» To do
Review the material and extract every line in which the word "framebuffers" occurs.

» Entries supplied
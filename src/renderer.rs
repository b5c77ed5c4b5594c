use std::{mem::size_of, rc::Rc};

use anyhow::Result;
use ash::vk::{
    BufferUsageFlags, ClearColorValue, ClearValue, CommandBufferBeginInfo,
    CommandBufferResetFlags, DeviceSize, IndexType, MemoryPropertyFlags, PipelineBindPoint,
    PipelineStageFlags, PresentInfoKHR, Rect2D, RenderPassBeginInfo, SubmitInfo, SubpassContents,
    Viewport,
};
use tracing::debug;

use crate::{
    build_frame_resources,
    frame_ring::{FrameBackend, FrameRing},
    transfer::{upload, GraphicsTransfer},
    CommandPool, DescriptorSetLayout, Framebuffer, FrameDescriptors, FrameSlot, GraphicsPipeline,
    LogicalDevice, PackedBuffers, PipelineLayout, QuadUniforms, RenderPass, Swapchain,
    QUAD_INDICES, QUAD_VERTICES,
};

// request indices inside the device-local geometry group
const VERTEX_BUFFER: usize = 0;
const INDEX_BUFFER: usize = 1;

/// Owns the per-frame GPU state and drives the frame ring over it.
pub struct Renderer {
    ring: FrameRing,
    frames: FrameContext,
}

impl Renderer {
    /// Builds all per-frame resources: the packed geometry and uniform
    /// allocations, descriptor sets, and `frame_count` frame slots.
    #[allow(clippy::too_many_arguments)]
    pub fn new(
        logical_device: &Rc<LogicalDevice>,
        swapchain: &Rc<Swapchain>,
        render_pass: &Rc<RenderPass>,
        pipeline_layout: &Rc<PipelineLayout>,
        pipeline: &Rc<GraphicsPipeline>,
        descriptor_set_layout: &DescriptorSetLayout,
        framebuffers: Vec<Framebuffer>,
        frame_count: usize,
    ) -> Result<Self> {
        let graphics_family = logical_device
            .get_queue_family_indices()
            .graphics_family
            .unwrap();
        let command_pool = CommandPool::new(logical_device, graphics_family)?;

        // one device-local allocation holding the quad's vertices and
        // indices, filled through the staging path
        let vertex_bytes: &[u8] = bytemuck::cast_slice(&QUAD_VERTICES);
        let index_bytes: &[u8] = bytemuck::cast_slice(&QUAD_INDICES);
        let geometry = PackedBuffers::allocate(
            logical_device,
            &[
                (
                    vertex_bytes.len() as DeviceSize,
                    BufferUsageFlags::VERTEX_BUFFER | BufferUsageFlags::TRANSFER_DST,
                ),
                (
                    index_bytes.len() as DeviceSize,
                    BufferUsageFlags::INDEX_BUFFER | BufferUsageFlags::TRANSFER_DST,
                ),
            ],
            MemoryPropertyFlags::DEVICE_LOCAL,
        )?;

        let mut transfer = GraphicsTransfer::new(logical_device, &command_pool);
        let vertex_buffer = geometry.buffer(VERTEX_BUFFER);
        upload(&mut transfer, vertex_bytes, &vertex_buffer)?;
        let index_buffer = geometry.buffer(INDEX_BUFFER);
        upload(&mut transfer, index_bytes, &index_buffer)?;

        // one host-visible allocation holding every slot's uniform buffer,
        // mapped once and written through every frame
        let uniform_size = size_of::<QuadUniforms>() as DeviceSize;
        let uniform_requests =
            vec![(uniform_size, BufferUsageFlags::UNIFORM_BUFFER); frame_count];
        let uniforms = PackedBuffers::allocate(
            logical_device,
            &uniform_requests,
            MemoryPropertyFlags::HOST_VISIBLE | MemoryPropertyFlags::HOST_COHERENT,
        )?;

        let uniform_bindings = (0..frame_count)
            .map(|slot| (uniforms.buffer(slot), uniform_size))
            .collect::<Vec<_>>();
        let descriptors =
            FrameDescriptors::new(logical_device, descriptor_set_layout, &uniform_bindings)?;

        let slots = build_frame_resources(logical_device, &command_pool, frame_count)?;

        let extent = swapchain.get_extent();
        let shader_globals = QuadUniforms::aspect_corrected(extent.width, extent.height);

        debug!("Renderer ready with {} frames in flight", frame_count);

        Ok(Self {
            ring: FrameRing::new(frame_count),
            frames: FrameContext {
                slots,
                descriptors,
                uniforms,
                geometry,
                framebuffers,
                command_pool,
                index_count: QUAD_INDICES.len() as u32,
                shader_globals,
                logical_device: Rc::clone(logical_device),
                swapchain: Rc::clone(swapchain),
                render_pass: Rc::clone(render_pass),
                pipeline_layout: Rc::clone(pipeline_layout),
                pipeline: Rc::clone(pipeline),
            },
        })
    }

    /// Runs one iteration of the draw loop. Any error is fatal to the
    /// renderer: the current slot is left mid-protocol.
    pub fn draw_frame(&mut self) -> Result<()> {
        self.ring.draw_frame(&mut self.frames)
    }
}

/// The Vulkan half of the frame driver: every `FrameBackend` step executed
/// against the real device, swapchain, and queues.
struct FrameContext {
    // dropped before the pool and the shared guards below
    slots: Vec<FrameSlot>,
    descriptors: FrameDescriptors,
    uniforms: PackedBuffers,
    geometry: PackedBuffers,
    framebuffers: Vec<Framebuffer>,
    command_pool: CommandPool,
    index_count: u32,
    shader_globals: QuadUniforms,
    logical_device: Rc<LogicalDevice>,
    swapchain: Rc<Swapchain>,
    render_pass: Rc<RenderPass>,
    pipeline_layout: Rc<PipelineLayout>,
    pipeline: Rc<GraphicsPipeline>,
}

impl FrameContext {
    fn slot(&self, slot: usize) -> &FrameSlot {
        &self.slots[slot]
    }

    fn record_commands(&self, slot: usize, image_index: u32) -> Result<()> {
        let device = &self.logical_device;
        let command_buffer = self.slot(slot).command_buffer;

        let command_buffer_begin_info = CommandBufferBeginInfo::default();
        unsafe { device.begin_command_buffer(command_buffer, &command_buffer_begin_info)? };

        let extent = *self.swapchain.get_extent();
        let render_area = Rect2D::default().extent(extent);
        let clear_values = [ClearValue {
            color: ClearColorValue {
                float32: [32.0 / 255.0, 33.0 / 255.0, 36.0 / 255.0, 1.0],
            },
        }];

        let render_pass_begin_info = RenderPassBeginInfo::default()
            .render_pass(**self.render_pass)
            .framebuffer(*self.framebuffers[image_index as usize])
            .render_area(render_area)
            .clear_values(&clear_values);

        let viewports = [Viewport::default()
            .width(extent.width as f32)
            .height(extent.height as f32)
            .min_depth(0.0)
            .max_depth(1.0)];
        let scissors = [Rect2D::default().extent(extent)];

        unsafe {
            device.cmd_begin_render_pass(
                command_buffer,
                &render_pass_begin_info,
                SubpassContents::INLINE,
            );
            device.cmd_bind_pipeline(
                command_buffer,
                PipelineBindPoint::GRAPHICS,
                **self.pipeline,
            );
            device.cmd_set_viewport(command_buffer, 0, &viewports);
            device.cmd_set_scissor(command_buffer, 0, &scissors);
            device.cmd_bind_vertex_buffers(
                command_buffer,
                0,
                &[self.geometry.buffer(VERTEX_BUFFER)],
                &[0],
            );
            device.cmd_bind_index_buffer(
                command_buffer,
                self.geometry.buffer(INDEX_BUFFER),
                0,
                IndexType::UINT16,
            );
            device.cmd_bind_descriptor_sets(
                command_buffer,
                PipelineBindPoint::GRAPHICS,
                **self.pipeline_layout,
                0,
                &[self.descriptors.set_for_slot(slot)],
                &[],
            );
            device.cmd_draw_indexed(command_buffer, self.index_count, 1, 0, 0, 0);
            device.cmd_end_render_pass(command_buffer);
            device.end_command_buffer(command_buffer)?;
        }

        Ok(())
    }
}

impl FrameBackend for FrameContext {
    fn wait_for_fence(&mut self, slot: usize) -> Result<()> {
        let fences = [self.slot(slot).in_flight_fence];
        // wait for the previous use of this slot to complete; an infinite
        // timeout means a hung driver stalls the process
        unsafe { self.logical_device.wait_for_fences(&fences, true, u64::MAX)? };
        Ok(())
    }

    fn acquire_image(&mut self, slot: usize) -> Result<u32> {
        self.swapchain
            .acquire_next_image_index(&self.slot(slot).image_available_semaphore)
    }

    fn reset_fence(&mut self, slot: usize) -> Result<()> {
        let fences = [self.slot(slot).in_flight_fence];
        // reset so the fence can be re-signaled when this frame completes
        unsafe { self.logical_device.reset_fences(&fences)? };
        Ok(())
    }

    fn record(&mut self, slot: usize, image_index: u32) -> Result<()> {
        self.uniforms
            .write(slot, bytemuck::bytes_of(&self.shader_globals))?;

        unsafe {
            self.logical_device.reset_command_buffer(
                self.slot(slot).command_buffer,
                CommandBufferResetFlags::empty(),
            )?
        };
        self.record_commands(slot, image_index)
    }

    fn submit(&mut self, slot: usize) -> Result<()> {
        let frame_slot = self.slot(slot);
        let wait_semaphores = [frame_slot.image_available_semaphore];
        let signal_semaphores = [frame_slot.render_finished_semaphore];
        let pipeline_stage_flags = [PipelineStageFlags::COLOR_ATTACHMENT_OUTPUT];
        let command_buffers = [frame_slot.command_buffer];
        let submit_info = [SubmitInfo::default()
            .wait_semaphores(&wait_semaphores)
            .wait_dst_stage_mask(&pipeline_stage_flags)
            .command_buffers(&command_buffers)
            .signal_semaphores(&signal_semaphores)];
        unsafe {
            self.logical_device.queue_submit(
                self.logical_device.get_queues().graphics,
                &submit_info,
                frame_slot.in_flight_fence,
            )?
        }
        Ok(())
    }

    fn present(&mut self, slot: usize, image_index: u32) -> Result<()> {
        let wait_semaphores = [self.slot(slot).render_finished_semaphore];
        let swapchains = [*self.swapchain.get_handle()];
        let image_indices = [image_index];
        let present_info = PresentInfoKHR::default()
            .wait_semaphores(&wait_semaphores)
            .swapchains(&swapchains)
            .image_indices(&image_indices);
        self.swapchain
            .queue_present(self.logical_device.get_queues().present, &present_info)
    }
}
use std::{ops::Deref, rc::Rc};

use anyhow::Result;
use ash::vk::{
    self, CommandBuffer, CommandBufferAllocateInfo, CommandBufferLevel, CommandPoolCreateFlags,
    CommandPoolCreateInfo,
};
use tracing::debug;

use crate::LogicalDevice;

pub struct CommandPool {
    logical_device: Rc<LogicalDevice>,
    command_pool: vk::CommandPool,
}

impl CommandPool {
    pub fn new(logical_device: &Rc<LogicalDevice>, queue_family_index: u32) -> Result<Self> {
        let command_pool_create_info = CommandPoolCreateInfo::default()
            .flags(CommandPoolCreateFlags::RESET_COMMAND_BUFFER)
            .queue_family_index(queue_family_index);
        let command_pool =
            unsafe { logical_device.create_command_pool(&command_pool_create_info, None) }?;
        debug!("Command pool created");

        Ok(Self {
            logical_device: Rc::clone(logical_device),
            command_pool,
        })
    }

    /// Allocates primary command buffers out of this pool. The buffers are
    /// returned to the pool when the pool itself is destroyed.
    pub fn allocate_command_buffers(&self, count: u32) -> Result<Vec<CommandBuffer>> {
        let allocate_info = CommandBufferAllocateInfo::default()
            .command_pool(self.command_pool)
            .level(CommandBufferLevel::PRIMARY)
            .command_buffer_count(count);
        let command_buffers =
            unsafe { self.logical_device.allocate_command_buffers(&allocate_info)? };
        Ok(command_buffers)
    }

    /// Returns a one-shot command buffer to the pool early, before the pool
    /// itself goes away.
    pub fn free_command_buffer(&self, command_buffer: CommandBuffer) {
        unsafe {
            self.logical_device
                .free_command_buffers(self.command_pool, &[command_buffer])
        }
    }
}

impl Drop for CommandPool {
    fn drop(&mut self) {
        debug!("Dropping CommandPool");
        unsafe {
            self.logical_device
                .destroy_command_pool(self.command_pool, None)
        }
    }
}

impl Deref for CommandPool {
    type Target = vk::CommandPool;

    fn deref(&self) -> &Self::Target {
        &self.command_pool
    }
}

» Answer section
        framebuffers: Vec<Framebuffer>,
                framebuffers,
    framebuffers: Vec<Framebuffer>,
            .framebuffer(*self.framebuffers[image_index as usize])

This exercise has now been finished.